• **What you are asked to do**:
The answer must restate every entry exactly as it appears.

• **Raw data**:
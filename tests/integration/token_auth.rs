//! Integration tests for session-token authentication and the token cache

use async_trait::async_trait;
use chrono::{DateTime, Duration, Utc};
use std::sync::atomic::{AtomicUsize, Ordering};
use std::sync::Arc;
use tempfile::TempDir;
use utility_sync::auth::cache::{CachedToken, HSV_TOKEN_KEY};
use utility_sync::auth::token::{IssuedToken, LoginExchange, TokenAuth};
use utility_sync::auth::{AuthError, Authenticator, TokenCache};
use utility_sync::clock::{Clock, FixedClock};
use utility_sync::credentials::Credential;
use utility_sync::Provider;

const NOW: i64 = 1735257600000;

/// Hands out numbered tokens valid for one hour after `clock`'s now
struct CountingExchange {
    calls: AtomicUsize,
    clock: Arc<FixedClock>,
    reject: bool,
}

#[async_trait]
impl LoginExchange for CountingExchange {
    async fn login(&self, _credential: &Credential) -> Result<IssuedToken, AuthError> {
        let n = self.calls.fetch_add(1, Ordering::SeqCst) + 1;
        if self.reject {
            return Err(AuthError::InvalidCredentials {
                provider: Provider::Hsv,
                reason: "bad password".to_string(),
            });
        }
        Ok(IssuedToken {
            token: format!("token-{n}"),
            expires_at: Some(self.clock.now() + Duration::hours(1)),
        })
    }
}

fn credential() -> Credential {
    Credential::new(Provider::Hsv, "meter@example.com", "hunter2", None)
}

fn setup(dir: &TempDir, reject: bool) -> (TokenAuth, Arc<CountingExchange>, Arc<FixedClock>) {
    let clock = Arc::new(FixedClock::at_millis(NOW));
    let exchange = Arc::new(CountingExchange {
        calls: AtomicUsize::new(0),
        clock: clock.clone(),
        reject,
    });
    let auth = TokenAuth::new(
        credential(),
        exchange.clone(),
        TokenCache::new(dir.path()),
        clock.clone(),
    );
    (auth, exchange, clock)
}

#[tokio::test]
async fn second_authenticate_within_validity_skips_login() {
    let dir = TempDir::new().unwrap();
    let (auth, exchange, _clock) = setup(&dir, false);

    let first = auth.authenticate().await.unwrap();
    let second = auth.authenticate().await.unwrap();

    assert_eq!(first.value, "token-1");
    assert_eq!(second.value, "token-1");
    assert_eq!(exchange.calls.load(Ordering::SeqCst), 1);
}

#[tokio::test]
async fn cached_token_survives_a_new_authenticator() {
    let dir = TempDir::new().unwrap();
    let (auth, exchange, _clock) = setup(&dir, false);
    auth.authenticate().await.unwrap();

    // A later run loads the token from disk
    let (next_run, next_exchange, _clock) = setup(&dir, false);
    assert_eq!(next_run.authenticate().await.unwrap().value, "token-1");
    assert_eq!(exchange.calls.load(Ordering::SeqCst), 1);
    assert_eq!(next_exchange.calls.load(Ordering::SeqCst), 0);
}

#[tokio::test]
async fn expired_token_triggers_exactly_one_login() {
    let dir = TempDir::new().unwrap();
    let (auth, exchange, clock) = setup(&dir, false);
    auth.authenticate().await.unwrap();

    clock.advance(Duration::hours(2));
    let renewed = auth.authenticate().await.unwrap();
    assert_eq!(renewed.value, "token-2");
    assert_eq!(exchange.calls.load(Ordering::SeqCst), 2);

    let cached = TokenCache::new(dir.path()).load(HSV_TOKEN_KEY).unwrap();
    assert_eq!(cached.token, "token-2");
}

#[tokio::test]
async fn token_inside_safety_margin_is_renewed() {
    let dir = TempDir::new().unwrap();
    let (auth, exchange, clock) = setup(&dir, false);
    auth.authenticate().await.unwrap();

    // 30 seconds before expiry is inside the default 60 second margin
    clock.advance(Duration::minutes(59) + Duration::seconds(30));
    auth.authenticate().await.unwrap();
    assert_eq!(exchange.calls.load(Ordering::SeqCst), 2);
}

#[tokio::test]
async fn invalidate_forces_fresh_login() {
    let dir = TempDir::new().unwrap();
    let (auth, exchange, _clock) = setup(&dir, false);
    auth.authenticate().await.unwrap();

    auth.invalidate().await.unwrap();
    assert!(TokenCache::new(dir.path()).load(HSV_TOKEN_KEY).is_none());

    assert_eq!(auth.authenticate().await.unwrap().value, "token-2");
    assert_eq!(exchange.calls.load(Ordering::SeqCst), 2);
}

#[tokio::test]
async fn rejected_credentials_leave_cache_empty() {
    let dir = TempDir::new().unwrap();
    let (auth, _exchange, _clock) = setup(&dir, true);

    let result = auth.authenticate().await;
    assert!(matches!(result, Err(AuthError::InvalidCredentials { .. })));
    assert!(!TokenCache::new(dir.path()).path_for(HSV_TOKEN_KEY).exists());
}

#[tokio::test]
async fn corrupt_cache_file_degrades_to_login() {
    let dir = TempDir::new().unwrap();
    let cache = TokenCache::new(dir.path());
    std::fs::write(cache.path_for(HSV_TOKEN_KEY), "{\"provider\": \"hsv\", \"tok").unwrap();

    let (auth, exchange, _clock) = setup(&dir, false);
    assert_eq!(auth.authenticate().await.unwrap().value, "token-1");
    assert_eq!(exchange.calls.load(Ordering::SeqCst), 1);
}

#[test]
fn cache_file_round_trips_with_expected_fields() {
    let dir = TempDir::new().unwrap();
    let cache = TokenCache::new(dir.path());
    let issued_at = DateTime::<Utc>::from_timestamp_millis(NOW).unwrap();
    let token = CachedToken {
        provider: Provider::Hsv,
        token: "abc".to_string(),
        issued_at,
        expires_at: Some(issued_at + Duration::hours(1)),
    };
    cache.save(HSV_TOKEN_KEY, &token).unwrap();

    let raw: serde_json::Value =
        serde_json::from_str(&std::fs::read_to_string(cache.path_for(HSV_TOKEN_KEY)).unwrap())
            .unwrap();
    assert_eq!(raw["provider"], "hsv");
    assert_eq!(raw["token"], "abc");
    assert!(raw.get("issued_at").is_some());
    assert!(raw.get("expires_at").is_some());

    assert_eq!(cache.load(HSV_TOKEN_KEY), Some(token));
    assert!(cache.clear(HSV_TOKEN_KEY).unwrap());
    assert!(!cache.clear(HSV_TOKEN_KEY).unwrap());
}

• **Solved exercise**:
filename tests/integration/token_auth.rs
//! Integration tests for session-token authentication and the token cache

use async_trait::async_trait;
use chrono::{DateTime, Duration, Utc};
use std::sync::atomic::{AtomicUsize, Ordering};
use std::sync::Arc;
use tempfile::TempDir;
use utility_sync::auth::cache::{CachedToken, HSV_TOKEN_KEY};
use utility_sync::auth::token::{IssuedToken, LoginExchange, TokenAuth};
use utility_sync::auth::{AuthError, Authenticator, TokenCache};
use utility_sync::clock::{Clock, FixedClock};
use utility_sync::credentials::Credential;
use utility_sync::Provider;

const NOW: i64 = 1735257600000;

/// Hands out numbered tokens valid for one hour after `clock`'s now
struct CountingExchange {
    calls: AtomicUsize,
    clock: Arc<FixedClock>,
    reject: bool,
}

#[async_trait]
impl LoginExchange for CountingExchange {
    async fn login(&self, _credential: &Credential) -> Result<IssuedToken, AuthError> {
        let n = self.calls.fetch_add(1, Ordering::SeqCst) + 1;
        if self.reject {
            return Err(AuthError::InvalidCredentials {
                provider: Provider::Hsv,
                reason: "bad password".to_string(),
            });
        }
        Ok(IssuedToken {
            token: format!("token-{n}"),
            expires_at: Some(self.clock.now() + Duration::hours(1)),
        })
    }
}

fn credential() -> Credential {
    Credential::new(Provider::Hsv, "meter@example.com", "hunter2", None)
}

fn setup(dir: &TempDir, reject: bool) -> (TokenAuth, Arc<CountingExchange>, Arc<FixedClock>) {
    let clock = Arc::new(FixedClock::at_millis(NOW));
    let exchange = Arc::new(CountingExchange {
        calls: AtomicUsize::new(0),
        clock: clock.clone(),
        reject,
    });
    let auth = TokenAuth::new(
        credential(),
        exchange.clone(),
        TokenCache::new(dir.path()),
        clock.clone(),
    );
    (auth, exchange, clock)
}

#[tokio::test]
async fn second_authenticate_within_validity_skips_login() {
    let dir = TempDir::new().unwrap();
    let (auth, exchange, _clock) = setup(&dir, false);

    let first = auth.authenticate().await.unwrap();
    let second = auth.authenticate().await.unwrap();

    assert_eq!(first.value, "token-1");
    assert_eq!(second.value, "token-1");
    assert_eq!(exchange.calls.load(Ordering::SeqCst), 1);
}

#[tokio::test]
async fn cached_token_survives_a_new_authenticator() {
    let dir = TempDir::new().unwrap();
    let (auth, exchange, _clock) = setup(&dir, false);
    auth.authenticate().await.unwrap();

    // A later run loads the token from disk
    let (next_run, next_exchange, _clock) = setup(&dir, false);
    assert_eq!(next_run.authenticate().await.unwrap().value, "token-1");
    assert_eq!(exchange.calls.load(Ordering::SeqCst), 1);
    assert_eq!(next_exchange.calls.load(Ordering::SeqCst), 0);
}

#[tokio::test]
async fn expired_token_triggers_exactly_one_login() {
    let dir = TempDir::new().unwrap();
    let (auth, exchange, clock) = setup(&dir, false);
    auth.authenticate().await.unwrap();

    clock.advance(Duration::hours(2));
    let renewed = auth.authenticate().await.unwrap();
    assert_eq!(renewed.value, "token-2");
    assert_eq!(exchange.calls.load(Ordering::SeqCst), 2);

    let cached = TokenCache::new(dir.path()).load(HSV_TOKEN_KEY).unwrap();
    assert_eq!(cached.token, "token-2");
}

#[tokio::test]
async fn token_inside_safety_margin_is_renewed() {
    let dir = TempDir::new().unwrap();
    let (auth, exchange, clock) = setup(&dir, false);
    auth.authenticate().await.unwrap();

    // 30 seconds before expiry is inside the default 60 second margin
    clock.advance(Duration::minutes(59) + Duration::seconds(30));
    auth.authenticate().await.unwrap();
    assert_eq!(exchange.calls.load(Ordering::SeqCst), 2);
}

#[tokio::test]
async fn invalidate_forces_fresh_login() {
    let dir = TempDir::new().unwrap();
    let (auth, exchange, _clock) = setup(&dir, false);
    auth.authenticate().await.unwrap();

    auth.invalidate().await.unwrap();
    assert!(TokenCache::new(dir.path()).load(HSV_TOKEN_KEY).is_none());

    assert_eq!(auth.authenticate().await.unwrap().value, "token-2");
    assert_eq!(exchange.calls.load(Ordering::SeqCst), 2);
}

#[tokio::test]
async fn rejected_credentials_leave_cache_empty() {
    let dir = TempDir::new().unwrap();
    let (auth, _exchange, _clock) = setup(&dir, true);

    let result = auth.authenticate().await;
    assert!(matches!(result, Err(AuthError::InvalidCredentials { .. })));
    assert!(!TokenCache::new(dir.path()).path_for(HSV_TOKEN_KEY).exists());
}

#[tokio::test]
async fn corrupt_cache_file_degrades_to_login() {
    let dir = TempDir::new().unwrap();
    let cache = TokenCache::new(dir.path());
    std::fs::write(cache.path_for(HSV_TOKEN_KEY), "{\"provider\": \"hsv\", \"tok").unwrap();

    let (auth, exchange, _clock) = setup(&dir, false);
    assert_eq!(auth.authenticate().await.unwrap().value, "token-1");
    assert_eq!(exchange.calls.load(Ordering::SeqCst), 1);
}

#[test]
fn cache_file_round_trips_with_expected_fields() {
    let dir = TempDir::new().unwrap();
    let cache = TokenCache::new(dir.path());
    let issued_at = DateTime::<Utc>::from_timestamp_millis(NOW).unwrap();
    let token = CachedToken {
        provider: Provider::Hsv,
        token: "abc".to_string(),
        issued_at,
        expires_at: Some(issued_at + Duration::hours(1)),
    };
    cache.save(HSV_TOKEN_KEY, &token).unwrap();

    let raw: serde_json::Value =
        serde_json::from_str(&std::fs::read_to_string(cache.path_for(HSV_TOKEN_KEY)).unwrap())
            .unwrap();
    assert_eq!(raw["provider"], "hsv");
    assert_eq!(raw["token"], "abc");
    assert!(raw.get("issued_at").is_some());
    assert!(raw.get("expires_at").is_some());

    assert_eq!(cache.load(HSV_TOKEN_KEY), Some(token));
    assert!(cache.clear(HSV_TOKEN_KEY).unwrap());
    assert!(!cache.clear(HSV_TOKEN_KEY).unwrap());
}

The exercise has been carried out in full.